Until a few days ago, I had 90
recordings of Beethoven's violin concerto on my shelves. Then a good
friend sent me another, so I now have 91. This 91st is
played and conducted by Leonidas Kavakos, a violinist I have
liked for a couple of decades now. This 91st is well
played by orchestra (Bavarian Radio Symphony Orchestra) and soloist,
and the recording (Sony) is very satisfactory.
So far, so good. One notices
immediately, however, that the concerto is going to last for over 49
minutes (from memory, Heifetz and Toscanini raced through the same
work in 39 minutes). Beethoven and Elgar thus tie for longest violin
concertos! With Kavakos, the first movement alone takes over 27
minutes, of which at least five are occupied by a somewhat grotesque
cadenza adapted by Kavakos from one Beethoven wrote for a piano
version of the concerto. The first movement is marked allegro ma
non troppo and it certainly is not troppo here; whether it
is allegro is another matter -- during the G minor interlude
in the first movement the music becomes almost static.

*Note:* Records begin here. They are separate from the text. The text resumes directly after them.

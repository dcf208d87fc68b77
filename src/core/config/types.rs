use std::path::PathBuf;

use serde::{Deserialize, Serialize};

/// Fully resolved service configuration. Built by [`super::ConfigService`]
/// from defaults, `config.yml` and environment overrides.
#[derive(Debug, Clone, Serialize, Deserialize, PartialEq)]
pub struct AppConfig {
    pub server: ServerConfig,
    pub storage: StorageConfig,
    pub models: ModelsConfig,
    pub retrieval: RetrievalConfig,
    pub ingest: IngestConfig,
}

#[derive(Debug, Clone, Serialize, Deserialize, PartialEq)]
pub struct ServerConfig {
    pub host: String,
    pub port: u16,
    #[serde(default)]
    pub cors_allowed_origins: Vec<String>,
}

#[derive(Debug, Clone, Serialize, Deserialize, PartialEq)]
pub struct StorageConfig {
    /// Directory holding the vector index.
    pub vector_db_path: PathBuf,
    /// Directory scanned by the `ingest` binary.
    pub documents_path: PathBuf,
}

#[derive(Debug, Clone, Serialize, Deserialize, PartialEq)]
pub struct ModelsConfig {
    pub llm_model: String,
    pub embedding_model: String,
    pub ollama_base_url: String,
    pub request_timeout_secs: u64,
}

#[derive(Debug, Clone, Serialize, Deserialize, PartialEq)]
pub struct RetrievalConfig {
    pub top_k: usize,
}

#[derive(Debug, Clone, Serialize, Deserialize, PartialEq)]
pub struct IngestConfig {
    pub chunk_size: usize,
    pub chunk_overlap: usize,
    pub batch_size: usize,
}

impl StorageConfig {
    pub fn index_file(&self) -> PathBuf {
        self.vector_db_path.join("chunks.db")
    }
}
use std::path::Path;
use std::sync::OnceLock;

use tracing_appender::non_blocking::WorkerGuard;
use tracing_subscriber::layer::SubscriberExt;
use tracing_subscriber::util::SubscriberInitExt;

static LOG_GUARD: OnceLock<WorkerGuard> = OnceLock::new();

/// Installs the global subscriber: stdout plus a daily-rolling file under
/// `log_dir`. Safe to call once per process; later calls are ignored.
pub fn init(log_dir: &Path, file_name: &str) {
    if LOG_GUARD.get().is_some() {
        return;
    }
    let _ = std::fs::create_dir_all(log_dir);

    let file_appender = tracing_appender::rolling::daily(log_dir, file_name);
    let (non_blocking, guard) = tracing_appender::non_blocking(file_appender);
    let _ = LOG_GUARD.set(guard);

    let env_filter = tracing_subscriber::EnvFilter::try_from_default_env()
        .unwrap_or_else(|_| tracing_subscriber::EnvFilter::new("info"));

    let stdout_layer = tracing_subscriber::fmt::layer().with_target(false);
    let file_layer = tracing_subscriber::fmt::layer()
        .with_target(false)
        .with_ansi(false)
        .with_writer(non_blocking);

    let _ = tracing_subscriber::registry()
        .with(env_filter)
        .with(stdout_layer)
        .with(file_layer)
        .try_init();
}
pub mod core;
pub mod llm;
pub mod rag;
pub mod server;
pub mod state;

There are many cadenzas available for
this concerto; Ruggiero Ricci once recorded those by David, Joachim,
Laub, Vieuxtemps, Wieniawski, Saint-Saëns, Auer, Ysaÿe, Busoni,
Kreisler, Milstein, and Schnittke. I like short, brilliant cadenzas
that do not hold up the progress of the music for too long. Why
anyone would want to adapt Beethoven's piano version cadenza for a
violin is beyond my comprehension (as is the view of the original
instrument brigade that the sound world of the original has to be
respected and re-created, when composers such as Bach and Beethoven had no scruples
about adapting their music to accommodate quite different sounds and
instruments).
Of the other 90 versions of the
concerto on my shelves, my favourites in alphabetical order remain
Batiashvili (2007), Busch (1949), Grumiaux (1966), Kreisler (1926),
Kulenkampff (1936), Neveu (1949), Röhn (1944), Schneiderhan (1962),
and Suk (1965). Enough! We need a 20 year moratorium on recordings
of the Beethoven violin concerto.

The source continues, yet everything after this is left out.